13 In Koh Kay Yew v Inno-Pacific Holdings Ltd
… In our opinion, it must be only in the clearest of circumstances that the foreign proceedings are vexatious or oppressive before an injunction can be granted and justified. Otherwise any injunction so granted would not only be against Lord Goff’s principles but also a deprivation of the rights of a party to sue in the jurisdiction which is most convenient for him and which he is clearly entitled to.

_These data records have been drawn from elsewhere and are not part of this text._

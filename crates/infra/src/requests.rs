//! Inputs of the stock service operations.

use chrono::NaiveDate;
use rust_decimal::Decimal;
use serde::{Deserialize, Serialize};
use uuid::Uuid;

use pharmastock_core::{
    BatchId, Money, MovementId, PatientRef, Quantity, SessionRef, SubstanceId, UnitId, UserId,
};

/// Issue stock from a unit, earliest expiry first.
#[derive(Debug, Clone, PartialEq, Eq, Serialize, Deserialize)]
pub struct IssueRequest {
    /// Caller-chosen key; repeating it returns the first result.
    pub request_key: Option<Uuid>,
    pub substance_id: SubstanceId,
    pub unit_id: UnitId,
    pub quantity: Quantity,
    pub reason: String,
    pub actor: UserId,
    pub patient: Option<PatientRef>,
    pub session: Option<SessionRef>,
}

impl IssueRequest {
    pub fn new(
        substance_id: SubstanceId,
        unit_id: UnitId,
        quantity: Quantity,
        reason: impl Into<String>,
        actor: UserId,
    ) -> Self {
        Self {
            request_key: None,
            substance_id,
            unit_id,
            quantity,
            reason: reason.into(),
            actor,
            patient: None,
            session: None,
        }
    }

    pub fn with_key(mut self, key: Uuid) -> Self {
        self.request_key = Some(key);
        self
    }

    pub fn for_patient(mut self, patient: PatientRef, session: Option<SessionRef>) -> Self {
        self.patient = Some(patient);
        self.session = session;
        self
    }
}

/// Register a new batch and receive its stock.
#[derive(Debug, Clone, PartialEq, Eq, Serialize, Deserialize)]
pub struct ReceiptRequest {
    pub substance_id: SubstanceId,
    pub unit_id: UnitId,
    pub lot_code: String,
    pub expiry_date: NaiveDate,
    pub quantity: Quantity,
    pub supplier: String,
    pub unit_cost: Money,
    pub invoice_ref: Option<String>,
    pub actor: UserId,
}

/// Amend an earlier movement; the sign of `quantity` picks the direction.
#[derive(Debug, Clone, PartialEq, Eq, Serialize, Deserialize)]
pub struct CorrectionRequest {
    pub movement_id: MovementId,
    pub quantity: Decimal,
    pub reason: String,
    pub actor: UserId,
}

/// Set one balance row to a counted quantity.
#[derive(Debug, Clone, PartialEq, Eq, Serialize, Deserialize)]
pub struct AdjustmentRequest {
    pub substance_id: SubstanceId,
    pub batch_id: BatchId,
    pub unit_id: UnitId,
    pub quantity: Quantity,
    pub reason: String,
    pub actor: UserId,
}

/// Write off stock of one batch (breakage, spoilage, theft).
#[derive(Debug, Clone, PartialEq, Eq, Serialize, Deserialize)]
pub struct LossRequest {
    pub substance_id: SubstanceId,
    pub batch_id: BatchId,
    pub unit_id: UnitId,
    pub quantity: Quantity,
    pub reason: String,
    pub actor: UserId,
}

Whether the New York Proceedings breached the arbitration agreement
14 In the case at hand, the plaintiff had submitted that “where foreign proceedings are commenced in breach of an exclusive jurisdiction clause or arbitration agreement, the English Courts have granted an anti-suit injunction without even considering the question of vexation and/or oppression”. In this regard, the alleged arbitration agreement between the parties provides as follows:
Any dispute if arising from this Charter Party to be settled by Arbitration in Singapore and English Law to apply. Each party to appoint an arbitrator should they be unable to compromise, the decision of an umpire selected by them to be final. If one party fails appointment of an arbitrator within seven clear days after notice of appointment of arbitrator given by the other party, the party who has appointed an arbitrator may appoint that arbitrator to act as sole arbitrator. The award of the sole arbitrator to be final. Arbitration cost to be for account of the losing party or else stated by arbitrator(s). Arbitrator(s) should be commercial shipping man (men). LMAA clause to apply for amounts up to USD 50,000.

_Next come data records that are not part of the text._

//! Earliest-expiry-first allocation planning.
//!
//! Pure planning step: given the candidate balances of one (substance, unit)
//! and a requested quantity, decide which batches to draw from and how much.
//! Recording the resulting movements is the infrastructure's job.

use chrono::NaiveDate;
use serde::{Deserialize, Serialize};

use pharmastock_core::{BatchId, DomainError, DomainResult, Quantity};

/// One balance row eligible for allocation.
#[derive(Debug, Clone, PartialEq, Eq, Serialize, Deserialize)]
pub struct AllocationCandidate {
    pub batch_id: BatchId,
    pub lot_code: String,
    pub expiry_date: NaiveDate,
    pub registration_seq: u64,
    pub on_hand: Quantity,
}

/// Quantity taken from one batch.
#[derive(Debug, Clone, PartialEq, Eq, Serialize, Deserialize)]
pub struct Draw {
    pub batch_id: BatchId,
    pub lot_code: String,
    pub expiry_date: NaiveDate,
    pub quantity: Quantity,
    /// Balance left in the batch after this draw.
    pub remaining: Quantity,
}

/// Non-fatal notice that expired stock was used.
#[derive(Debug, Clone, PartialEq, Eq, Serialize, Deserialize)]
pub struct ExpiryWarning {
    pub batch_id: BatchId,
    pub lot_code: String,
    pub expiry_date: NaiveDate,
    pub quantity_drawn: Quantity,
}

impl core::fmt::Display for ExpiryWarning {
    fn fmt(&self, f: &mut core::fmt::Formatter<'_>) -> core::fmt::Result {
        write!(
            f,
            "lot {} expired on {} ({} drawn)",
            self.lot_code, self.expiry_date, self.quantity_drawn
        )
    }
}

#[derive(Debug, Clone, PartialEq, Eq, Serialize, Deserialize)]
pub struct AllocationPlan {
    pub requested: Quantity,
    pub draws: Vec<Draw>,
    pub warnings: Vec<ExpiryWarning>,
}

impl AllocationPlan {
    pub fn total_drawn(&self) -> Quantity {
        self.draws.iter().map(|d| d.quantity).sum()
    }
}

/// Deterministic allocation order: expiry ascending, then registration order.
///
/// The batch id is a final tie-break so the order is total even for
/// malformed data with duplicate registration numbers.
pub fn order_candidates(candidates: &mut [AllocationCandidate]) {
    candidates.sort_by(|a, b| {
        a.expiry_date
            .cmp(&b.expiry_date)
            .then(a.registration_seq.cmp(&b.registration_seq))
            .then(a.batch_id.cmp(&b.batch_id))
    });
}

/// Plan an issue of `requested` across `candidates`.
///
/// - zero `requested` is a validation error
/// - empty balances are never drawn from
/// - if the candidates hold less than `requested` in total, nothing is planned
///   and `InsufficientStock` is returned
/// - each batch is exhausted before the next one is touched
pub fn plan_allocation(
    mut candidates: Vec<AllocationCandidate>,
    requested: Quantity,
    today: NaiveDate,
) -> DomainResult<AllocationPlan> {
    requested.ensure_positive()?;

    candidates.retain(|c| c.on_hand.is_positive());
    order_candidates(&mut candidates);

    let available: Quantity = candidates.iter().map(|c| c.on_hand).sum();
    if available < requested {
        return Err(DomainError::insufficient(requested, available));
    }

    let mut outstanding = requested;
    let mut draws = Vec::new();
    let mut warnings = Vec::new();

    for c in candidates {
        if outstanding.is_zero() {
            break;
        }
        let take = c.on_hand.min(outstanding);
        let remaining = c
            .on_hand
            .checked_sub(take)
            .ok_or_else(|| DomainError::invariant("allocation drew more than the batch holds"))?;
        outstanding = outstanding
            .checked_sub(take)
            .ok_or_else(|| DomainError::invariant("allocation overshot the request"))?;

        if c.expiry_date < today {
            warnings.push(ExpiryWarning {
                batch_id: c.batch_id,
                lot_code: c.lot_code.clone(),
                expiry_date: c.expiry_date,
                quantity_drawn: take,
            });
        }
        draws.push(Draw {
            batch_id: c.batch_id,
            lot_code: c.lot_code,
            expiry_date: c.expiry_date,
            quantity: take,
            remaining,
        });
    }

    Ok(AllocationPlan {
        requested,
        draws,
        warnings,
    })
}

#[cfg(test)]
mod tests {
    use super::*;
    use proptest::prelude::*;
    use rust_decimal::Decimal;
    use rust_decimal_macros::dec;

    fn day(n: u32) -> NaiveDate {
        NaiveDate::from_ymd_opt(2026, 1, 1).unwrap() + chrono::Days::new(u64::from(n))
    }

    fn candidate(lot: &str, expiry: u32, seq: u64, on_hand: Decimal) -> AllocationCandidate {
        AllocationCandidate {
            batch_id: BatchId::new(),
            lot_code: lot.to_string(),
            expiry_date: day(expiry),
            registration_seq: seq,
            on_hand: Quantity::new(on_hand).unwrap(),
        }
    }

    fn q(v: Decimal) -> Quantity {
        Quantity::new(v).unwrap()
    }

    #[test]
    fn splits_across_batches_earliest_expiry_first() {
        let a = candidate("A", 10, 1, dec!(3));
        let b = candidate("B", 20, 2, dec!(5));
        // Registered out of expiry order on purpose.
        let plan = plan_allocation(vec![b.clone(), a.clone()], q(dec!(4)), day(0)).unwrap();

        assert_eq!(plan.draws.len(), 2);
        assert_eq!(plan.draws[0].batch_id, a.batch_id);
        assert_eq!(plan.draws[0].quantity, q(dec!(3)));
        assert_eq!(plan.draws[0].remaining, Quantity::ZERO);
        assert_eq!(plan.draws[1].batch_id, b.batch_id);
        assert_eq!(plan.draws[1].quantity, q(dec!(1)));
        assert_eq!(plan.draws[1].remaining, q(dec!(4)));
        assert!(plan.warnings.is_empty());
    }

    #[test]
    fn insufficient_total_plans_nothing() {
        let err = plan_allocation(
            vec![candidate("A", 10, 1, dec!(3)), candidate("B", 20, 2, dec!(5))],
            q(dec!(10)),
            day(0),
        )
        .unwrap_err();
        assert_eq!(err, DomainError::insufficient(q(dec!(10)), q(dec!(8))));
    }

    #[test]
    fn exact_total_drains_every_batch() {
        let plan = plan_allocation(
            vec![candidate("A", 10, 1, dec!(3)), candidate("B", 20, 2, dec!(5))],
            q(dec!(8)),
            day(0),
        )
        .unwrap();
        assert!(plan.draws.iter().all(|d| d.remaining.is_zero()));
        assert_eq!(plan.total_drawn(), q(dec!(8)));
    }

    #[test]
    fn equal_expiry_is_drawn_in_registration_order() {
        let first = candidate("FIRST", 15, 1, dec!(2));
        let second = candidate("SECOND", 15, 2, dec!(2));
        let plan = plan_allocation(vec![second.clone(), first.clone()], q(dec!(3)), day(0)).unwrap();
        assert_eq!(plan.draws[0].batch_id, first.batch_id);
        assert_eq!(plan.draws[1].batch_id, second.batch_id);
    }

    #[test]
    fn zero_balances_are_not_candidates() {
        let empty = candidate("EMPTY", 1, 1, dec!(0));
        let full = candidate("FULL", 30, 2, dec!(4));
        let plan = plan_allocation(vec![empty, full.clone()], q(dec!(1)), day(0)).unwrap();
        assert_eq!(plan.draws.len(), 1);
        assert_eq!(plan.draws[0].batch_id, full.batch_id);
    }

    #[test]
    fn zero_request_is_a_validation_error() {
        let err = plan_allocation(vec![candidate("A", 1, 1, dec!(1))], Quantity::ZERO, day(0)).unwrap_err();
        assert!(matches!(err, DomainError::Validation(_)));
    }

    #[test]
    fn expired_batches_warn_but_are_used() {
        let old = candidate("OLD", 5, 1, dec!(1));
        let fresh = candidate("NEW", 50, 2, dec!(5));
        let plan = plan_allocation(vec![old.clone(), fresh], q(dec!(2)), day(6)).unwrap();
        assert_eq!(plan.total_drawn(), q(dec!(2)));
        assert_eq!(plan.warnings.len(), 1);
        assert_eq!(plan.warnings[0].batch_id, old.batch_id);
        assert_eq!(plan.warnings[0].quantity_drawn, q(dec!(1)));
    }

    #[test]
    fn batch_expiring_today_is_not_expired() {
        let plan = plan_allocation(vec![candidate("TODAY", 6, 1, dec!(1))], q(dec!(1)), day(6)).unwrap();
        assert!(plan.warnings.is_empty());
    }

    fn candidates_strategy() -> impl Strategy<Value = Vec<(u32, u64)>> {
        // (expiry day, on hand in hundredths)
        prop::collection::vec((0u32..60, 0u64..5_000), 1..12)
    }

    proptest! {
        #![proptest_config(ProptestConfig {
            cases: 256,
            ..ProptestConfig::default()
        })]

        /// Property: a satisfiable request is met exactly; earlier-expiring batches
        /// are exhausted before later ones are touched; no draw exceeds its batch.
        #[test]
        fn plan_respects_ordering_law(raw in candidates_strategy(), pct in 1u64..=100) {
            let candidates: Vec<_> = raw
                .iter()
                .enumerate()
                .map(|(i, (exp, hundredths))| {
                    candidate(&format!("L{i}"), *exp, i as u64, Decimal::new(*hundredths as i64, 2))
                })
                .collect();
            let total: u64 = raw.iter().map(|(_, h)| *h).sum();
            prop_assume!(total > 0);
            let requested_hundredths = (total * pct / 100).max(1);
            let requested = q(Decimal::new(requested_hundredths as i64, 2));

            let plan = plan_allocation(candidates.clone(), requested, day(0)).unwrap();
            prop_assert_eq!(plan.total_drawn(), requested);

            for (i, d) in plan.draws.iter().enumerate() {
                let src = candidates.iter().find(|c| c.batch_id == d.batch_id).unwrap();
                prop_assert!(d.quantity <= src.on_hand);
                prop_assert!(d.quantity.is_positive());
                if i + 1 < plan.draws.len() {
                    prop_assert!(d.remaining.is_zero());
                    prop_assert!(d.expiry_date <= plan.draws[i + 1].expiry_date);
                }
            }

            // Determinism: the same input yields the same split.
            let again = plan_allocation(candidates, requested, day(0)).unwrap();
            prop_assert_eq!(plan, again);
        }
    }
}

15 In The Lisboa [1980] 2 Lloyd’s Rep 546 (“The Lisboa”), the jurisdiction clause in question read:
Any and all legal proceedings against the Carrier shall be brought before the competent court at London, which shall have exclusive jurisdiction, subject to appeals, if any, pursuant to English Law, unless the Carrier expressly declares his option for other jurisdiction or expressly agrees to submit to other jurisdiction.

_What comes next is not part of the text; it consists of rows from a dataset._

//! Executes allocation plans against the ledger.

use chrono::{DateTime, NaiveDate, Utc};
use serde::{Deserialize, Serialize};
use tracing::{debug, warn};

use pharmastock_core::{BatchId, MovementId, Quantity, SubstanceId, UnitId, UserId};
use pharmastock_inventory::{
    BalanceKey, ExpiryWarning, MovementDraft, MovementKind, MovementLinks, plan_allocation,
};

use crate::error::StockError;
use crate::ledger::MovementLedger;
use crate::store::StockTx;

/// One batch drawn by an allocation, with the movement that recorded it.
#[derive(Debug, Clone, PartialEq, Eq, Serialize, Deserialize)]
pub struct AllocatedLine {
    pub batch_id: BatchId,
    pub lot_code: String,
    pub expiry_date: NaiveDate,
    pub quantity: Quantity,
    pub remaining: Quantity,
    pub movement_id: MovementId,
}

#[derive(Debug, Clone, PartialEq, Eq, Serialize, Deserialize)]
pub struct AllocationResult {
    pub substance_id: SubstanceId,
    pub unit_id: UnitId,
    pub requested: Quantity,
    /// Drawn batches in allocation order.
    pub lines: Vec<AllocatedLine>,
    pub warnings: Vec<ExpiryWarning>,
    /// Set when an idempotent retry returned an earlier result.
    #[serde(default)]
    pub replayed: bool,
}

impl AllocationResult {
    /// (batch, quantity drawn) pairs in allocation order.
    pub fn draws(&self) -> Vec<(BatchId, Quantity)> {
        self.lines.iter().map(|l| (l.batch_id, l.quantity)).collect()
    }

    pub fn movement_ids(&self) -> Vec<MovementId> {
        self.lines.iter().map(|l| l.movement_id).collect()
    }

    pub fn total(&self) -> Quantity {
        self.lines.iter().map(|l| l.quantity).sum()
    }
}

/// Outgoing stock request for one (substance, unit).
#[derive(Debug, Clone)]
pub struct AllocationRequest {
    pub kind: MovementKind,
    pub substance_id: SubstanceId,
    pub unit_id: UnitId,
    pub quantity: Quantity,
    pub reason: String,
    pub actor: UserId,
    pub links: MovementLinks,
}

/// Earliest-expiry-first allocation over the batches of one unit.
pub struct AllocationEngine;

impl AllocationEngine {
    /// Plan and record an allocation inside `tx`.
    ///
    /// Either the full quantity is drawn, one movement per batch, or an error
    /// is returned and the caller's transaction must be discarded.
    pub fn allocate<T: StockTx>(
        tx: &mut T,
        request: AllocationRequest,
        at: DateTime<Utc>,
        today: NaiveDate,
    ) -> Result<AllocationResult, StockError> {
        if !request.kind.is_outgoing() {
            return Err(StockError::InvariantViolation(format!(
                "{} movements cannot be allocated",
                request.kind
            )));
        }
        request.quantity.ensure_positive()?;

        let candidates = tx.lock_candidates(request.substance_id, request.unit_id)?;
        let plan = plan_allocation(candidates, request.quantity, today)?;
        debug!(
            substance_id = %request.substance_id,
            unit_id = %request.unit_id,
            requested = %request.quantity,
            batches = plan.draws.len(),
            "allocation planned"
        );

        let mut lines = Vec::with_capacity(plan.draws.len());
        for draw in plan.draws {
            let key = BalanceKey::new(request.substance_id, draw.batch_id, request.unit_id);
            let draft = MovementDraft::new(
                request.kind,
                key,
                draw.quantity,
                request.reason.clone(),
                request.actor,
            )
            .with_links(request.links.clone());
            let movement = MovementLedger::record(tx, draft, at)?;

            lines.push(AllocatedLine {
                batch_id: draw.batch_id,
                lot_code: draw.lot_code,
                expiry_date: draw.expiry_date,
                quantity: draw.quantity,
                remaining: movement.balance_after,
                movement_id: movement.id,
            });
        }

        for w in &plan.warnings {
            warn!(
                batch_id = %w.batch_id,
                lot = %w.lot_code,
                expiry = %w.expiry_date,
                drawn = %w.quantity_drawn,
                "expired stock allocated"
            );
        }

        Ok(AllocationResult {
            substance_id: request.substance_id,
            unit_id: request.unit_id,
            requested: request.quantity,
            lines,
            warnings: plan.warnings,
            replayed: false,
        })
    }
}
//! Read-side views over balances: stock summaries, expiry alerts, low stock.

use std::collections::{BTreeMap, BTreeSet};

use chrono::NaiveDate;
use serde::{Deserialize, Serialize};

use pharmastock_core::{BatchId, DomainError, Quantity, SubstanceId, UnitId};
use pharmastock_inventory::{ExpiryStatus, Substance, effective_minimum};

use crate::error::StockError;
use crate::store::StockTx;

#[derive(Debug, Clone, PartialEq, Eq, Serialize, Deserialize)]
pub struct BatchStock {
    pub batch_id: BatchId,
    pub unit_id: UnitId,
    pub lot_code: String,
    pub expiry_date: NaiveDate,
    pub on_hand: Quantity,
    pub expiry_status: ExpiryStatus,
}

#[derive(Debug, Clone, PartialEq, Eq, Serialize, Deserialize)]
pub struct UnitStock {
    pub unit_id: UnitId,
    pub on_hand: Quantity,
    pub minimum: Quantity,
    pub is_low: bool,
}

#[derive(Debug, Clone, PartialEq, Eq, Serialize, Deserialize)]
pub struct StockSummary {
    pub substance_id: SubstanceId,
    pub total: Quantity,
    /// Batches with stock, earliest expiry first.
    pub per_batch: Vec<BatchStock>,
    pub per_unit: Vec<UnitStock>,
    /// True when any reported unit is at or below its minimum.
    pub is_low: bool,
}

#[derive(Debug, Clone, PartialEq, Eq, Serialize, Deserialize)]
pub struct ExpiryAlert {
    pub substance_id: SubstanceId,
    pub batch_id: BatchId,
    pub lot_code: String,
    pub expiry_date: NaiveDate,
    pub on_hand: Quantity,
    pub status: ExpiryStatus,
}

#[derive(Debug, Clone, PartialEq, Eq, Serialize, Deserialize)]
pub struct LowStockEntry {
    pub substance_id: SubstanceId,
    pub unit_id: UnitId,
    pub on_hand: Quantity,
    pub minimum: Quantity,
}

pub(crate) fn require_substance<T: StockTx>(
    tx: &T,
    id: SubstanceId,
) -> Result<Substance, StockError> {
    Ok(tx
        .substance(id)?
        .ok_or_else(|| DomainError::unknown("substance", id))?)
}

pub(crate) fn require_active_unit<T: StockTx>(tx: &T, id: UnitId) -> Result<(), StockError> {
    tx.unit(id)?
        .ok_or_else(|| DomainError::unknown("unit", id))?
        .ensure_active()?;
    Ok(())
}

/// Active unit override, else the substance default.
pub fn minimum_for<T: StockTx>(
    tx: &T,
    substance: &Substance,
    unit_id: UnitId,
) -> Result<Quantity, StockError> {
    let entry = tx.minimum_override(substance.id, unit_id)?;
    Ok(effective_minimum(substance, entry.as_ref()))
}

/// (unit total, minimum) for one substance at one unit.
pub fn stock_level<T: StockTx>(
    tx: &T,
    substance: &Substance,
    unit_id: UnitId,
) -> Result<UnitStock, StockError> {
    let on_hand: Quantity = tx
        .balances_of(substance.id, Some(unit_id))?
        .iter()
        .map(|row| row.on_hand)
        .sum();
    let minimum = minimum_for(tx, substance, unit_id)?;
    Ok(UnitStock {
        unit_id,
        on_hand,
        minimum,
        is_low: on_hand <= minimum,
    })
}

pub fn stock_summary<T: StockTx>(
    tx: &T,
    substance_id: SubstanceId,
    unit_id: Option<UnitId>,
    today: NaiveDate,
) -> Result<StockSummary, StockError> {
    let substance = require_substance(tx, substance_id)?;
    if let Some(unit) = unit_id {
        if tx.unit(unit)?.is_none() {
            return Err(DomainError::unknown("unit", unit).into());
        }
    }

    let rows = tx.balances_of(substance_id, unit_id)?;
    let mut per_batch = Vec::new();
    let mut units: BTreeSet<UnitId> = unit_id.into_iter().collect();
    for row in &rows {
        units.insert(row.key.unit_id);
        if !row.on_hand.is_positive() {
            continue;
        }
        let batch = tx.batch(row.key.batch_id)?.ok_or_else(|| {
            StockError::InvariantViolation(format!("balance {} has no batch", row.key))
        })?;
        per_batch.push(BatchStock {
            batch_id: batch.id,
            unit_id: row.key.unit_id,
            expiry_status: batch.expiry_status(today, substance.expiry_alert_days),
            lot_code: batch.lot_code,
            expiry_date: batch.expiry_date,
            on_hand: row.on_hand,
        });
    }
    per_batch.sort_by(|a, b| {
        a.expiry_date
            .cmp(&b.expiry_date)
            .then(a.lot_code.cmp(&b.lot_code))
    });

    let per_unit = units
        .into_iter()
        .map(|unit| stock_level(tx, &substance, unit))
        .collect::<Result<Vec<_>, _>>()?;

    Ok(StockSummary {
        substance_id,
        total: rows.iter().map(|r| r.on_hand).sum(),
        is_low: per_unit.iter().any(|u| u.is_low),
        per_batch,
        per_unit,
    })
}

/// Batches with stock at `unit_id` that are expired or inside their
/// substance's alert window, soonest first.
pub fn expiry_alerts<T: StockTx>(
    tx: &T,
    unit_id: UnitId,
    today: NaiveDate,
) -> Result<Vec<ExpiryAlert>, StockError> {
    if tx.unit(unit_id)?.is_none() {
        return Err(DomainError::unknown("unit", unit_id).into());
    }
    let mut substances: BTreeMap<SubstanceId, Substance> = BTreeMap::new();
    let mut alerts = Vec::new();

    for row in tx.balances_at_unit(unit_id)? {
        if !row.on_hand.is_positive() {
            continue;
        }
        let substance = match substances.get(&row.key.substance_id) {
            Some(s) => s.clone(),
            None => {
                let s = require_substance(tx, row.key.substance_id)?;
                substances.insert(s.id, s.clone());
                s
            }
        };
        let Some(batch) = tx.batch(row.key.batch_id)? else {
            continue;
        };
        let status = batch.expiry_status(today, substance.expiry_alert_days);
        if status == ExpiryStatus::Valid {
            continue;
        }
        alerts.push(ExpiryAlert {
            substance_id: substance.id,
            batch_id: batch.id,
            lot_code: batch.lot_code,
            expiry_date: batch.expiry_date,
            on_hand: row.on_hand,
            status,
        });
    }

    alerts.sort_by(|a, b| {
        a.expiry_date
            .cmp(&b.expiry_date)
            .then(a.lot_code.cmp(&b.lot_code))
    });
    Ok(alerts)
}

/// Substances stocked at `unit_id` whose unit total is at or below minimum.
pub fn low_stock<T: StockTx>(tx: &T, unit_id: UnitId) -> Result<Vec<LowStockEntry>, StockError> {
    if tx.unit(unit_id)?.is_none() {
        return Err(DomainError::unknown("unit", unit_id).into());
    }
    let stocked: BTreeSet<SubstanceId> = tx
        .balances_at_unit(unit_id)?
        .iter()
        .map(|row| row.key.substance_id)
        .collect();

    let mut out = Vec::new();
    for substance_id in stocked {
        let substance = require_substance(tx, substance_id)?;
        let level = stock_level(tx, &substance, unit_id)?;
        if level.is_low {
            out.push(LowStockEntry {
                substance_id,
                unit_id,
                on_hand: level.on_hand,
                minimum: level.minimum,
            });
        }
    }
    Ok(out)
}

16 Denning LJ held that the phrase “any and all legal proceedings” should be construed as relating only to proceedings to establish liability and did not extend to proceedings to enforce a judgment or award or to obtain security. On that basis, it would follow that in the present case, in the absence of clear and unequivocal language in the arbitration clause, the retention of security per se in New York by the defendant would not be inconsistent with the agreement to arbitrate, if any.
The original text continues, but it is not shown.